Симптом «гарантирует» для каждого функцию этого несводимого и в психоанализе, его эффекты могут проявляться по самому факту этого именования. Например, Эрнст Ланцер, анализируемый Фрейдом, носит имя своего симптома-наслаждения - Крысин, данное ему самим Фрейдом. Здесь именуется объект а, некоторая модальность наслаждения, которая не входит ни в какую систему имен, гарантированных инстанцией, создающих метафору.
Вот почему симптом может пролить свет на этику, ориентированную на основании реального. Пытаясь спрятать или «выскабливать» ее, как это силятся сделать в наши дни утопии уравнивающего типа, они уничтожают условия любого морального действия как такового. Как и правда то, что никто не может оставаться свободным, веря в симптом, который обитает в каждом.

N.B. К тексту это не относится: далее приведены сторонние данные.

//! URL path encoding for content-relative routes.
//!
//! Article routes mirror the content tree, so directory and file names with
//! spaces, `%`, or non-ASCII characters (common in human-named folders like
//! `topic 1/My Post.md`) must be percent-encoded before they can appear in a
//! link. Each `/`-separated segment is encoded independently — the path
//! structure survives, everything inside a segment is escaped.

use percent_encoding::{AsciiSet, NON_ALPHANUMERIC, percent_encode};

/// Characters left literal by component encoding: ASCII alphanumerics plus
/// `- _ . ! ~ * ' ( )`. Everything else — including `%` itself and each
/// byte of multi-byte UTF-8 sequences — is escaped.
const COMPONENT_ENCODE_SET: &AsciiSet = &NON_ALPHANUMERIC
    .remove(b'-')
    .remove(b'_')
    .remove(b'.')
    .remove(b'!')
    .remove(b'~')
    .remove(b'*')
    .remove(b'\'')
    .remove(b'(')
    .remove(b')');

/// Percent-encode a single path segment.
pub fn encode_segment(segment: &str) -> String {
    percent_encode(segment.as_bytes(), COMPONENT_ENCODE_SET).to_string()
}

/// Encode a `/`-separated relative path segment by segment.
///
/// Literal `/` separators are preserved; everything within a segment is
/// escaped. The result round-trips through standard percent-decoding.
pub fn encode_path(rel: &str) -> String {
    rel.split('/')
        .map(encode_segment)
        .collect::<Vec<_>>()
        .join("/")
}
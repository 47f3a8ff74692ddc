//! End-to-end pipeline tests: content tree in, manifest out.
//!
//! These build a real content directory with `tempfile`, run the full
//! index pipeline, and assert on the assembled manifest — the same artifact
//! the `index` command serializes.

use navpress::scan::ScanError;
use navpress::sidebar::{self, BuildError};
use std::fs;
use std::path::Path;
use tempfile::TempDir;

fn write(root: &Path, rel: &str, content: &str) {
    let path = root.join(rel);
    fs::create_dir_all(path.parent().unwrap()).unwrap();
    fs::write(path, content).unwrap();
}

/// A content tree exercising every metadata source: front-matter titles,
/// explicit ordering, dates, folder categories, and the about section.
fn setup_site() -> TempDir {
    let tmp = TempDir::new().unwrap();
    let root = tmp.path();

    write(
        root,
        "posts/hello-world.md",
        "---\ntitle: Hello World\ndate: 2024-01-15\n---\n\nFirst post.\n",
    );
    write(
        root,
        "posts/getting-started.md",
        "---\ntitle: Getting Started\ndate: 2024-02-01\n---\n\nSecond post.\n",
    );
    write(
        root,
        "posts/index.md",
        "# Posts\n\nListing page, not an article.\n",
    );
    write(
        root,
        "posts/Data Structures/sorting.md",
        "---\ntitle: Classic Sorting\norder: 1\n---\n\nSorting.\n",
    );
    write(
        root,
        "posts/Data Structures/trees.md",
        "---\norder: 2\n---\n\nTrees.\n",
    );
    write(root, "posts/Life/travel.md", "Trip notes, no front-matter.\n");

    write(root, "about/index.md", "# About\n");
    write(root, "about/Projects/index.md", "# Projects\n");
    write(root, "about/Reading/notes.md", "No landing file here.\n");

    tmp
}

#[test]
fn full_pipeline_builds_expected_sidebar() {
    let tmp = setup_site();
    let site_index = sidebar::build(tmp.path()).unwrap();

    // Groups alphabetical; Articles members newest-first (both order 999)
    let titles: Vec<&str> = site_index.groups.iter().map(|g| g.text.as_str()).collect();
    assert_eq!(titles, vec!["Articles", "Data Structures", "Life"]);

    let articles_group = &site_index.groups[0];
    let texts: Vec<&str> = articles_group.items.iter().map(|e| e.text.as_str()).collect();
    assert_eq!(texts, vec!["Getting Started", "Hello World"]);

    // Explicit order wins inside the folder category
    let ds_group = &site_index.groups[1];
    let texts: Vec<&str> = ds_group.items.iter().map(|e| e.text.as_str()).collect();
    assert_eq!(texts, vec!["Classic Sorting", "trees"]);

    // Folder names with spaces are encoded in links, readable in headings
    assert_eq!(
        ds_group.items[0].link,
        "/posts/Data%20Structures/sorting"
    );
}

#[test]
fn index_md_never_appears_in_sidebar() {
    let tmp = setup_site();
    let site_index = sidebar::build(tmp.path()).unwrap();
    for groups in site_index.manifest.sidebar.values() {
        for group in groups {
            for entry in &group.items {
                assert!(
                    !entry.link.ends_with("/index"),
                    "landing page leaked into sidebar: {}",
                    entry.link
                );
            }
        }
    }
}

#[test]
fn all_posts_routes_share_one_sidebar() {
    let tmp = setup_site();
    let site_index = sidebar::build(tmp.path()).unwrap();
    let sidebar = &site_index.manifest.sidebar;

    let listing = sidebar.get("/posts/").expect("listing route");
    assert_eq!(sidebar.get("/posts"), Some(listing));
    for article in &site_index.articles {
        assert_eq!(
            sidebar.get(&article.link),
            Some(listing),
            "sidebar differs on {}",
            article.link
        );
    }
}

#[test]
fn about_section_indexed_with_own_sidebar() {
    let tmp = setup_site();
    let site_index = sidebar::build(tmp.path()).unwrap();
    let sidebar = &site_index.manifest.sidebar;

    let about = sidebar.get("/about/").expect("about route");
    let titles: Vec<&str> = about.iter().map(|g| g.text.as_str()).collect();
    // Reading/ has no index.md and is skipped
    assert_eq!(titles, vec!["About", "Projects"]);
    assert_eq!(sidebar.get("/about/Projects/"), Some(about));
    assert_eq!(sidebar.get("/about/Projects"), Some(about));
}

#[test]
fn missing_posts_root_aborts_missing_about_does_not() {
    let tmp = TempDir::new().unwrap();
    write(tmp.path(), "posts/solo.md", "Only post.\n");
    // No about/ directory at all: build still succeeds with the lead group
    let site_index = sidebar::build(tmp.path()).unwrap();
    let about = site_index.manifest.sidebar.get("/about/").unwrap();
    assert_eq!(about.len(), 1);
    assert_eq!(about[0].text, "About");

    // No posts/ directory: build fails
    let empty = TempDir::new().unwrap();
    let result = sidebar::build(empty.path());
    assert!(matches!(
        result,
        Err(BuildError::Scan(ScanError::MissingRoot(_)))
    ));
}

#[test]
fn manifest_serializes_site_and_sidebar() {
    let tmp = setup_site();
    write(
        tmp.path(),
        "site.toml",
        "title = \"Ada's Blog\"\nbase = \"/blog/\"\n",
    );
    let site_index = sidebar::build(tmp.path()).unwrap();
    let json = serde_json::to_string_pretty(&site_index.manifest).unwrap();
    let value: serde_json::Value = serde_json::from_str(&json).unwrap();

    assert_eq!(value["site"]["title"], "Ada's Blog");
    assert_eq!(value["site"]["base"], "/blog/");
    assert_eq!(value["site"]["nav"][0]["text"], "Home");
    assert!(value["sidebar"]["/posts/"].is_array());
    let group = &value["sidebar"]["/posts/"][0];
    assert_eq!(group["collapsed"], false);
    assert_eq!(group["collapsible"], true);
    assert!(group["items"][0]["link"].is_string());
}

#[test]
fn renamed_sections_move_all_routes() {
    let tmp = TempDir::new().unwrap();
    write(
        tmp.path(),
        "site.toml",
        "[content]\nposts_dir = \"articles\"\n",
    );
    write(tmp.path(), "articles/post.md", "Body.\n");
    let site_index = sidebar::build(tmp.path()).unwrap();
    let sidebar = &site_index.manifest.sidebar;
    assert!(sidebar.contains_key("/articles/"));
    assert!(sidebar.contains_key("/articles/post"));
    assert!(!sidebar.contains_key("/posts/"));
}
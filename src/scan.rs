//! Content tree scanning and article discovery.
//!
//! Walks the posts content root and turns every markdown article into an
//! [`Article`] carrying the metadata the sidebar is built from. This is the
//! first half of the index pipeline; [`crate::sidebar`] sorts, groups, and
//! emits what is discovered here.
//!
//! ## Directory Structure
//!
//! ```text
//! docs/posts/                      # Posts content root
//! ├── index.md                     # Section landing page (never indexed)
//! ├── hello-world.md               # Root-level article
//! ├── Data Structures/             # Folder name becomes the category
//! │   ├── sorting.md
//! │   └── trees.md
//! └── Life/
//!     └── japan/                   # Nested folders build "Life/japan"
//!         └── tokyo.md
//! ```
//!
//! ## Category Resolution
//!
//! The enclosing folder path is the category. Only an article sitting
//! directly under the content root may take its category from front-matter;
//! with neither folder nor front-matter it lands in [`ROOT_CATEGORY`].
//! Folder-over-front-matter precedence is a deliberate policy: moving a file
//! into a folder must regroup it even if stale metadata says otherwise.
//!
//! ## Error Policy
//!
//! A missing or unreadable content root is fatal — an empty sidebar would
//! silently ship a broken site. Everything per-file (absent front-matter,
//! unparseable date or order) resolves to defaults and never fails.

use crate::frontmatter::{self, DEFAULT_ORDER};
use crate::urlpath;
use chrono::{NaiveDate, NaiveDateTime};
use std::fs;
use std::path::{Path, PathBuf};
use thiserror::Error;

#[derive(Error, Debug)]
pub enum ScanError {
    #[error("content root not found or not a directory: {0}")]
    MissingRoot(PathBuf),
    #[error("IO error: {0}")]
    Io(#[from] std::io::Error),
}

/// Category for root-level articles that declare none.
pub const ROOT_CATEGORY: &str = "Articles";

/// One discovered article with resolved metadata.
#[derive(Debug, Clone)]
pub struct Article {
    /// Front-matter `title`, or the filename stem.
    pub title: String,
    /// Enclosing folder path, front-matter fallback, or [`ROOT_CATEGORY`].
    pub category: String,
    /// Parsed front-matter `date`; unparseable values are treated as absent.
    pub date: Option<NaiveDate>,
    /// Front-matter `order`, defaulting to [`DEFAULT_ORDER`] (sorts last).
    pub order: u32,
    /// Root-relative path, extension stripped, un-encoded. Sort tie-break.
    pub rel_stem: String,
    /// `rel_stem` with each segment percent-encoded.
    pub url_path: String,
    /// Full route: section base + `url_path`.
    pub link: String,
}

/// Discover all articles under `root` in deterministic traversal order.
///
/// `base_route` is the section prefix links are rooted at (e.g. `/posts/`).
/// Fails fast when `root` is missing — see the module error policy.
pub fn scan_articles(root: &Path, base_route: &str) -> Result<Vec<Article>, ScanError> {
    if !root.is_dir() {
        return Err(ScanError::MissingRoot(root.to_path_buf()));
    }
    let mut articles = Vec::new();
    scan_directory(root, "", base_route, &mut articles)?;
    Ok(articles)
}

fn scan_directory(
    dir: &Path,
    rel_dir: &str,
    base_route: &str,
    out: &mut Vec<Article>,
) -> Result<(), ScanError> {
    let mut entries: Vec<PathBuf> = fs::read_dir(dir)?
        .filter_map(|e| e.ok())
        .map(|e| e.path())
        .filter(|p| {
            // Skip hidden entries (.git, .obsidian, editor droppings)
            !p.file_name()
                .is_some_and(|n| n.to_string_lossy().starts_with('.'))
        })
        .collect();
    entries.sort();

    for entry in entries {
        if entry.is_dir() {
            let name = entry
                .file_name()
                .map(|n| n.to_string_lossy().to_string())
                .unwrap_or_default();
            let child_rel = if rel_dir.is_empty() {
                name
            } else {
                format!("{rel_dir}/{name}")
            };
            scan_directory(&entry, &child_rel, base_route, out)?;
        } else if is_article(&entry) {
            out.push(read_article(&entry, rel_dir, base_route)?);
        }
    }
    Ok(())
}

/// Markdown files are articles, except the reserved `index.md` landing file.
fn is_article(path: &Path) -> bool {
    let is_md = path
        .extension()
        .is_some_and(|e| e.eq_ignore_ascii_case("md"));
    let is_index = path.file_stem().is_some_and(|s| s == "index");
    is_md && !is_index
}

fn read_article(path: &Path, rel_dir: &str, base_route: &str) -> Result<Article, ScanError> {
    let stem = path
        .file_stem()
        .map(|s| s.to_string_lossy().to_string())
        .unwrap_or_default();

    let content = fs::read_to_string(path)?;
    let fm = frontmatter::extract(&content);

    let title = fm.title.unwrap_or_else(|| stem.clone());
    let category = if rel_dir.is_empty() {
        fm.category.unwrap_or_else(|| ROOT_CATEGORY.to_string())
    } else {
        // Folder wins over front-matter whenever a folder exists
        rel_dir.to_string()
    };
    let date = fm.date.as_deref().and_then(parse_date);
    let order = fm.order.unwrap_or(DEFAULT_ORDER);

    let rel_stem = if rel_dir.is_empty() {
        stem
    } else {
        format!("{rel_dir}/{stem}")
    };
    let url_path = urlpath::encode_path(&rel_stem);
    let link = format!("{base_route}{url_path}");

    Ok(Article {
        title,
        category,
        date,
        order,
        rel_stem,
        url_path,
        link,
    })
}

/// Best-effort date parsing over the formats seen in real front-matter.
///
/// Anything unrecognized counts as "no date" — the sort treats the article
/// as undated rather than failing the build.
fn parse_date(raw: &str) -> Option<NaiveDate> {
    const DATE_FORMATS: &[&str] = &["%Y-%m-%d", "%Y/%m/%d", "%Y.%m.%d"];
    const DATETIME_FORMATS: &[&str] = &["%Y-%m-%d %H:%M:%S", "%Y-%m-%dT%H:%M:%S"];

    for fmt in DATE_FORMATS {
        if let Ok(date) = NaiveDate::parse_from_str(raw, fmt) {
            return Some(date);
        }
    }
    for fmt in DATETIME_FORMATS {
        if let Ok(dt) = NaiveDateTime::parse_from_str(raw, fmt) {
            return Some(dt.date());
        }
    }
    None
}
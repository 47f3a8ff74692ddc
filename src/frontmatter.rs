//! Front-matter extraction from markdown articles.
//!
//! An article may begin with a metadata block delimited by `---` lines:
//!
//! ```text
//! ---
//! title: Classic Sorting Algorithms
//! category: Data Structures
//! date: 2024-05-01
//! order: 1
//! ---
//! Body text...
//! ```
//!
//! Extraction is best-effort and never fails: a missing or unterminated
//! block, an unknown key, or an unparseable value all fall back to defaults
//! at the call site. One bad post must not break the build.
//!
//! ## Value semantics
//!
//! Each recognized key is resolved by a line scan over the block — the first
//! line carrying a non-empty value wins, later occurrences are ignored.
//! Values are trimmed and quote characters (`'`, `"`) are stripped, so
//! `title: "Hello"` and `title: Hello` are equivalent.

use regex::Regex;
use std::sync::OnceLock;

/// Sort sentinel for articles without an explicit `order` — they sort last.
pub const DEFAULT_ORDER: u32 = 999;

/// Raw metadata extracted from an article's front-matter block.
///
/// All fields are optional; `None` means the key was absent (or its value
/// unusable) and the scan-time default applies.
#[derive(Debug, Clone, Default, PartialEq)]
pub struct FrontMatter {
    pub title: Option<String>,
    pub category: Option<String>,
    pub date: Option<String>,
    pub order: Option<u32>,
}

static BLOCK_REGEX: OnceLock<Regex> = OnceLock::new();

/// Matches a front-matter block at the very start of the file: an opening
/// `---` line, the block body, a closing `---` line.
fn block_regex() -> &'static Regex {
    BLOCK_REGEX.get_or_init(|| Regex::new(r"(?s)\A---\r?\n(.*?)\r?\n---").unwrap())
}

/// Extract front-matter from article content.
///
/// Returns default (all-`None`) metadata when the block is absent or
/// malformed — extraction is non-fatal by design.
pub fn extract(content: &str) -> FrontMatter {
    let Some(captures) = block_regex().captures(content) else {
        return FrontMatter::default();
    };
    let block = captures.get(1).map_or("", |m| m.as_str());

    FrontMatter {
        title: scan_value(block, "title"),
        category: scan_value(block, "category"),
        date: scan_value(block, "date"),
        order: scan_value(block, "order").and_then(|v| v.parse().ok()),
    }
}

/// Scan the block for the first `key: value` line with a usable value.
///
/// Keys are matched at line start (after optional indentation); the value is
/// trimmed and stripped of quote characters. Lines whose value is empty
/// after cleanup don't count as a match — scanning continues.
fn scan_value(block: &str, key: &str) -> Option<String> {
    for line in block.lines() {
        let Some(rest) = line.trim_start().strip_prefix(key) else {
            continue;
        };
        let Some(raw) = rest.strip_prefix(':') else {
            continue;
        };
        let cleaned: String = raw
            .trim()
            .chars()
            .filter(|c| !matches!(c, '"' | '\''))
            .collect();
        let cleaned = cleaned.trim();
        if !cleaned.is_empty() {
            return Some(cleaned.to_string());
        }
    }
    None
}
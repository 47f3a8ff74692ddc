//! CLI output formatting for the index pipeline.
//!
//! # Information-First Display
//!
//! Output is **information-centric, not file-centric**. The primary display
//! for every entity (group, article, nav link) is its semantic identity —
//! title and positional index — with source paths shown as secondary context
//! via indented `Source:` lines. The printout reads as a content inventory
//! while still letting users trace entries back to files.
//!
//! # Output Format
//!
//! ```text
//! Sidebar
//! 001 Data Structures (2 articles)
//!     001 Classic Sorting
//!         Source: Data Structures/sorting.md
//!     002 Binary Trees
//!         Source: Data Structures/trees.md
//!
//! About
//! 001 About
//!     About Me → /about/
//! 002 Projects
//!     Projects → /about/Projects/
//!
//! Nav
//!     Home → /
//!     Posts → /posts/
//!
//! Indexed 2 articles in 1 category, 5 sidebar routes
//! ```
//!
//! # Architecture
//!
//! The stage has a `format_*` function (returns `Vec<String>`) for
//! testability and a `print_*` wrapper that writes to stdout. Format
//! functions are pure — no I/O, no side effects.

use crate::sidebar::SiteIndex;

/// Format a 1-based positional index as 3-digit zero-padded.
fn format_index(pos: usize) -> String {
    format!("{:0>3}", pos)
}

/// Return indentation string: 4 spaces per depth level.
fn indent(depth: usize) -> String {
    "    ".repeat(depth)
}

/// Format an entity header: positional index + title, with optional count.
///
/// ```text
/// 001 Data Structures (2 articles)
/// 001 About
/// ```
fn entity_header(index: usize, title: &str, count: Option<usize>) -> String {
    match count {
        Some(1) => format!("{} {} (1 article)", format_index(index), title),
        Some(n) => format!("{} {} ({} articles)", format_index(index), title, n),
        None => format!("{} {}", format_index(index), title),
    }
}

/// Format the full index summary.
pub fn format_index_output(site_index: &SiteIndex) -> Vec<String> {
    let mut lines = Vec::new();

    lines.push("Sidebar".to_string());
    for (pos, group) in site_index.groups.iter().enumerate() {
        lines.push(entity_header(pos + 1, &group.text, Some(group.items.len())));
        for (entry_pos, entry) in group.items.iter().enumerate() {
            lines.push(format!(
                "{}{}",
                indent(1),
                entity_header(entry_pos + 1, &entry.text, None)
            ));
            // The un-encoded source path is recoverable from the articles
            if let Some(article) = site_index.articles.iter().find(|a| a.link == entry.link) {
                lines.push(format!("{}Source: {}.md", indent(2), article.rel_stem));
            }
        }
    }

    lines.push(String::new());
    lines.push("About".to_string());
    for (pos, group) in site_index.about.groups.iter().enumerate() {
        lines.push(entity_header(pos + 1, &group.text, None));
        for entry in &group.items {
            lines.push(format!("{}{} → {}", indent(1), entry.text, entry.link));
        }
    }

    lines.push(String::new());
    lines.push("Nav".to_string());
    for link in &site_index.manifest.site.nav {
        lines.push(format!("{}{} → {}", indent(1), link.text, link.link));
    }

    lines.push(String::new());
    let article_count = site_index.articles.len();
    let category_count = site_index.groups.len();
    let route_count = site_index.manifest.sidebar.len();
    lines.push(format!(
        "Indexed {} article{} in {} categor{}, {} sidebar route{}",
        article_count,
        if article_count == 1 { "" } else { "s" },
        category_count,
        if category_count == 1 { "y" } else { "ies" },
        route_count,
        if route_count == 1 { "" } else { "s" },
    ));

    lines
}

/// Print the index summary to stdout.
pub fn print_index_output(site_index: &SiteIndex) {
    for line in format_index_output(site_index) {
        println!("{line}");
    }
}
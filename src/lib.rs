//! # navpress
//!
//! A sidebar and navigation index generator for markdown blog and
//! documentation sites. Your filesystem is the data source: folders become
//! categories, front-matter supplies titles, dates and explicit ordering,
//! and the output is a ready-to-consume sidebar definition for the site
//! framework.
//!
//! # Architecture: One-Shot Index Pipeline
//!
//! navpress runs once per site build, synchronously, producing a single
//! JSON manifest the rendering framework reads at startup:
//!
//! ```text
//! walk docs/posts/  →  parse front-matter  →  sort  →  group  →  site.json
//! ```
//!
//! Each step is a pure function over the previous step's output, so unit
//! tests can exercise ordering and grouping logic on in-memory articles
//! without touching a real content tree.
//!
//! # Module Map
//!
//! | Module | Role |
//! |--------|------|
//! | [`scan`] | Walks the posts tree, resolves per-article metadata, handles the fatal-on-missing-root policy |
//! | [`frontmatter`] | Best-effort extraction of `title`/`category`/`date`/`order` from the leading `---` block |
//! | [`urlpath`] | Segment-wise percent-encoding of content-relative routes |
//! | [`sidebar`] | Total article ordering, category grouping, per-route sidebar index, pipeline entry point |
//! | [`about`] | The optional about section: one group per landing-page subdirectory, degrades instead of failing |
//! | [`config`] | `site.toml` loading, validation, and the documented stock config |
//! | [`types`] | Serialized sidebar/nav types shared with the framework |
//! | [`output`] | CLI output formatting — tree-based display of index results |
//!
//! # Design Decisions
//!
//! ## Folders Over Front-Matter
//!
//! A file's enclosing folder path always wins as its category; front-matter
//! `category` only applies to files sitting directly under the content
//! root. Moving a file is therefore always sufficient to regroup it — stale
//! metadata can't pin an article to a category its location contradicts.
//!
//! ## One Sidebar, Many Routes
//!
//! The emitted index maps the listing route and every article route to the
//! same group sequence. The framework looks sidebars up by longest route
//! prefix; registering every route explicitly keeps the sidebar identical
//! on every page without relying on the framework's prefix semantics.
//!
//! ## Two-Tier Error Policy
//!
//! A missing posts root aborts the build — an empty sidebar would silently
//! ship a broken site. Everything per-file resolves to documented defaults,
//! because a best-effort index beats a build failed over one bad post. The
//! about section goes one step further and tolerates a wholly missing root,
//! degrading to its static lead group.

pub mod about;
pub mod config;
pub mod frontmatter;
pub mod output;
pub mod scan;
pub mod sidebar;
pub mod types;
pub mod urlpath;

#[cfg(test)]
pub(crate) mod test_helpers;
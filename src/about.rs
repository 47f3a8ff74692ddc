//! About-section indexing.
//!
//! The about section is a shallow, optional content area: one level of
//! subdirectories under `about/`, each holding an `index.md` landing page.
//! Every such subdirectory becomes its own single-entry sidebar group below
//! a fixed lead group.
//!
//! Unlike the posts scan, a missing about root is not an error — the section
//! is non-critical, so the indexer degrades to the lead group alone rather
//! than failing the build.

use crate::types::{SidebarEntry, SidebarGroup, SidebarIndex};
use crate::urlpath;
use std::fs;
use std::path::{Path, PathBuf};

/// Lead group heading and its single entry.
const LEAD_GROUP: &str = "About";
const LEAD_ENTRY: &str = "About Me";

/// The indexed about section: its sidebar groups and the subdirectory
/// routes that display them.
#[derive(Debug)]
pub struct AboutSection {
    pub groups: Vec<SidebarGroup>,
    /// Encoded routes of the indexed subdirectories, trailing slash included.
    pub routes: Vec<String>,
}

/// Index the about section under `root`.
///
/// Never fails: subdirectories without an `index.md` landing file are
/// silently skipped, and a missing or unreadable root yields just the lead
/// group.
pub fn scan_about(root: &Path, base_route: &str) -> AboutSection {
    let lead = SidebarGroup::fixed(
        LEAD_GROUP,
        vec![SidebarEntry {
            text: LEAD_ENTRY.to_string(),
            link: base_route.to_string(),
        }],
    );
    let mut groups = vec![lead];
    let mut routes = Vec::new();

    let Ok(entries) = fs::read_dir(root) else {
        return AboutSection { groups, routes };
    };

    let mut subdirs: Vec<PathBuf> = entries
        .filter_map(|e| e.ok())
        .map(|e| e.path())
        .filter(|p| {
            p.is_dir()
                && !p
                    .file_name()
                    .is_some_and(|n| n.to_string_lossy().starts_with('.'))
        })
        .collect();
    subdirs.sort();

    for dir in subdirs {
        if !dir.join("index.md").is_file() {
            continue;
        }
        let name = dir
            .file_name()
            .map(|n| n.to_string_lossy().to_string())
            .unwrap_or_default();
        let route = format!("{base_route}{}/", urlpath::encode_segment(&name));
        groups.push(SidebarGroup::fixed(
            name.as_str(),
            vec![SidebarEntry {
                text: name.clone(),
                link: route.clone(),
            }],
        ));
        routes.push(route);
    }

    AboutSection { groups, routes }
}

/// Register the about sidebar under every route that displays it: the
/// section base and each subdirectory route, each with and without the
/// trailing slash.
pub fn extend_index(index: &mut SidebarIndex, base_route: &str, section: &AboutSection) {
    let mut keys = vec![base_route.to_string()];
    keys.extend(section.routes.iter().cloned());
    for key in keys {
        index.insert(key.trim_end_matches('/').to_string(), section.groups.clone());
        index.insert(key, section.groups.clone());
    }
}
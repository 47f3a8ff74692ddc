use clap::{Parser, Subcommand};
use navpress::{config, output, sidebar};
use std::path::PathBuf;

#[derive(Parser)]
#[command(name = "navpress")]
#[command(about = "Sidebar index generator for markdown blog sites")]
#[command(long_about = "\
Sidebar index generator for markdown blog sites

Your filesystem is the data source. Folders become sidebar categories,
front-matter supplies titles, dates and explicit ordering, and the output
is a site manifest the rendering framework consumes at build start.

Content structure:

  docs/
  ├── site.toml                    # Site config (optional)
  ├── posts/                       # Articles
  │   ├── index.md                 # Section landing page (never indexed)
  │   ├── hello-world.md           # Root article (front-matter category)
  │   ├── Data Structures/         # Folder name = category
  │   │   ├── sorting.md
  │   │   └── trees.md
  │   └── Life/
  │       └── travel.md
  └── about/                       # About section (optional)
      ├── index.md
      └── Projects/
          └── index.md             # Subdir with landing page = own group

Front-matter keys (all optional):
  title:     display title (default: filename)
  category:  grouping for root-level articles (folders always win)
  date:      sorts newest-first within equal order
  order:     explicit rank; unset articles sort last

Run 'navpress gen-config' to print a documented site.toml.")]
#[command(version)]
struct Cli {
    /// Content directory
    #[arg(long, default_value = "docs", global = true)]
    source: PathBuf,

    /// Manifest output path
    #[arg(long, default_value = "site.json", global = true)]
    output: PathBuf,

    #[command(subcommand)]
    command: Command,
}

#[derive(Subcommand)]
enum Command {
    /// Scan content and write the site manifest
    Index,
    /// Validate content without writing the manifest
    Check,
    /// Print a stock site.toml with all options documented
    GenConfig,
}

fn main() -> Result<(), Box<dyn std::error::Error>> {
    let cli = Cli::parse();

    match cli.command {
        Command::Index => {
            println!("==> Indexing {}", cli.source.display());
            let site_index = sidebar::build(&cli.source)?;
            output::print_index_output(&site_index);
            let json = serde_json::to_string_pretty(&site_index.manifest)?;
            std::fs::write(&cli.output, json)?;
            println!("==> Manifest written: {}", cli.output.display());
        }
        Command::Check => {
            println!("==> Checking {}", cli.source.display());
            let site_index = sidebar::build(&cli.source)?;
            output::print_index_output(&site_index);
            println!("==> Content is valid");
        }
        Command::GenConfig => {
            print!("{}", config::stock_site_toml());
        }
    }

    Ok(())
}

Но как основать этику на основании симптома, не впадая в анархию эгоцентризма, характеризующего современный мир? А психоанализ, который обнаруживает возведение в зенит плюрализма современных способов наслаждения в их формах, отчужденных в предписаниях капитализма, не является ли он отступлением перед таким ходом мира? Или напротив, он опирает свою этику на одиночестве каждого в его отношении с идеалом и на том, что субъект имеет наиболее реального - в его симптомах? Психоанализ обнаруживает часть наслаждения, которую эти симптомы таят в себе помимо выведения на свет части истины. Он не обходит реальное, из которого они сплетены. Таким образом, мы можем обойтись без веры в симптом, при условии, что мы им воспользуемся в конце анализа, производя из него синтом, либо режим, свойственный наслаждению, который не допускает противоположного в отличие от симптома, который имеет своей противоположностью выздоровление.
Следовательно, психоаналитик не должен ни делать себя всемогущим отцом, ни хотеть представлять собой Имя Отца, гаранта общечеловеческого. Поскольку в конечном счете, если оно находится в закате, хотеть удерживать его место и воздвигать его порядок в закон для всех, не означает ли это создавать Сверх-Я, тогда как даже его функция была противоположной? Упоминание этой функции, которой некоторые, даже психоаналитики, размахивают, чтобы гарантировать семейный порядок, не сослуживает ли службу желанию наслаждения Сверх-Я? На самом деле, отец не должен идентифицироваться с «функцией Имени Отца». Его «гарантия» скорее в факте его желания, которое вызвано объектом а - женщиной, это то, что Лакан называет «версией отца». Таким же образом, размахивать фаллическим законом «для всех», который авторизует отцовская позиция, это означает хотеть увековечить «бессознательное папы».
Психоанализ в 21 веке сталкивается с формами симптомов, которые возражают радикальным образом Эдипальной норме. По ту сторону Эдипа, разработанное Лаканом, исходя из женского наслаждения, открыло поле переконфигурирования этой функции Имени Отца. Безусловно, именно в этом психоаналитики должны сыграть решающую роль сегодня. Речь идет на самом деле о том, чтобы быть настолько «одураченым бессознательным» (26), что производить постоянное наслаждение «реального бессознательного», которое не подчиняется никакому закону. Это единственный способ найти «меру нашим действиям». По крайней мере с аналитическим дискурсом, разработанным Лаканом, находится единственный шанс для этики стать как прояснением, так и действием.